Extracted records
--------------------------------------------------

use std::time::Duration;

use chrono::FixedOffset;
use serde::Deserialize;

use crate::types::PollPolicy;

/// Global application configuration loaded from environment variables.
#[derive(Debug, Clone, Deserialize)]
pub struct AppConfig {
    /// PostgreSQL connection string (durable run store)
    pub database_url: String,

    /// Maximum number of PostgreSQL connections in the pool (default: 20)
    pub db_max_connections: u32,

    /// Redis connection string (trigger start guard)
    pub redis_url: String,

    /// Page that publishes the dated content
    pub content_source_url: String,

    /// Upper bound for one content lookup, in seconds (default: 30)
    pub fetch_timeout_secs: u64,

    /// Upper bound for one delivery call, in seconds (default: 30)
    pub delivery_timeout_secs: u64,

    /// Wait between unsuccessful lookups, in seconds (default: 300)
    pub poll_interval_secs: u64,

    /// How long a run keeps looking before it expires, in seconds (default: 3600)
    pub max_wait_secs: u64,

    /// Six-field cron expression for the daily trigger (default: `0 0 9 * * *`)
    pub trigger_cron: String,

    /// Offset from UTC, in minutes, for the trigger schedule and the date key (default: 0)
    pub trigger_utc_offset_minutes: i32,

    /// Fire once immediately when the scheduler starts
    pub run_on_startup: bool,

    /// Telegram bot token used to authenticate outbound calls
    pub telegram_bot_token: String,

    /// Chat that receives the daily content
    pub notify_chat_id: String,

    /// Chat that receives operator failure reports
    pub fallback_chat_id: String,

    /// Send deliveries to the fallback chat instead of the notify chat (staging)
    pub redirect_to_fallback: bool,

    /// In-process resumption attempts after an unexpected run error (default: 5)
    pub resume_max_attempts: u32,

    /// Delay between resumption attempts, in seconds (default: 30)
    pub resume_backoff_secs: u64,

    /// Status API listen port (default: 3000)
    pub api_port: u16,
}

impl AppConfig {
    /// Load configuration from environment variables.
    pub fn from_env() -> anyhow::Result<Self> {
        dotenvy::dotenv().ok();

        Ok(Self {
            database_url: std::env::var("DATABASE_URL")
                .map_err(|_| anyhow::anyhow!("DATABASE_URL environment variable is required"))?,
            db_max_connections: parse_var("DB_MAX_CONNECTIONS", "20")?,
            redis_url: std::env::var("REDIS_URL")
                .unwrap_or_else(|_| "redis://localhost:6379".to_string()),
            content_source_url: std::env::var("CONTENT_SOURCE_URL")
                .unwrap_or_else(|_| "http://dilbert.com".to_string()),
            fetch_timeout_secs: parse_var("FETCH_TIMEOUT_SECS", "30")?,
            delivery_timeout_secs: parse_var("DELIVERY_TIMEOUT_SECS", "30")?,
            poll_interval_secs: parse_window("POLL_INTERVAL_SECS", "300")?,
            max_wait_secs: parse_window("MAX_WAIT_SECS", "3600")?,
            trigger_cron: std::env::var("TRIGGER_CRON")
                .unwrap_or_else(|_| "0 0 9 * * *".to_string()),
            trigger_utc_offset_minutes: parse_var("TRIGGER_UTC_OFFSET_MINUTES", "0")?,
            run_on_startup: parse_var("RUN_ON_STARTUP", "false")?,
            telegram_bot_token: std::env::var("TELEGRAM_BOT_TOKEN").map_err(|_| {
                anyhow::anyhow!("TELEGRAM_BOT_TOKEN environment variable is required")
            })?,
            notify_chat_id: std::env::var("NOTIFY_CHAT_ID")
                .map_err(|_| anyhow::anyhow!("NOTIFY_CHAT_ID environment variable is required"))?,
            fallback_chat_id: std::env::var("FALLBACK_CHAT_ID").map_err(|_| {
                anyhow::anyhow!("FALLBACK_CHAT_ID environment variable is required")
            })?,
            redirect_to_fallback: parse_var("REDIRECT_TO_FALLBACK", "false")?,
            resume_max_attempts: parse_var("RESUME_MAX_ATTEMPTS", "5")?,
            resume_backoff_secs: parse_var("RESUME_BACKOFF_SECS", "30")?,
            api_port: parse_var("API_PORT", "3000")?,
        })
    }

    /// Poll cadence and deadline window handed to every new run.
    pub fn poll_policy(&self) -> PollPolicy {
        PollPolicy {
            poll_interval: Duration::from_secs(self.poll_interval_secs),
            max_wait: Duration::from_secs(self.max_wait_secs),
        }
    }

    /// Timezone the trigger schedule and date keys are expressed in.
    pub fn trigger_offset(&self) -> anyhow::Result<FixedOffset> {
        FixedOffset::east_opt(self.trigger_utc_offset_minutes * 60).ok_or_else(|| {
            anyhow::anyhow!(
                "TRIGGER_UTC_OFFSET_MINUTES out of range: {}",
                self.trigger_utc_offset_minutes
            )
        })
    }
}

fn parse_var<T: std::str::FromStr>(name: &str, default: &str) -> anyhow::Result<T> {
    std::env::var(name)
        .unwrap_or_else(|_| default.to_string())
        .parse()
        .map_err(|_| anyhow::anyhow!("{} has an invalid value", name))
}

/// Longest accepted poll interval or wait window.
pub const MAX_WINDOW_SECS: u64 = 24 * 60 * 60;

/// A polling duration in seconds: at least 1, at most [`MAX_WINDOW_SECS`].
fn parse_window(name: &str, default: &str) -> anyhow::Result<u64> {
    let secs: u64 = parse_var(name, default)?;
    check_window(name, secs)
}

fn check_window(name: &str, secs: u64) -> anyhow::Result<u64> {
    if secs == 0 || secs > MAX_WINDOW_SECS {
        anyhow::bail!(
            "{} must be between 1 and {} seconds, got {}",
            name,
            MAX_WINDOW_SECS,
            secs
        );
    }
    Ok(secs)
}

--------------------------------------------------

◆ Work instructions
Return, from the data, each line where the string "variables" occurs.

◆ Response to this exercise
/// Global application configuration loaded from environment variables.
    /// Load configuration from environment variables.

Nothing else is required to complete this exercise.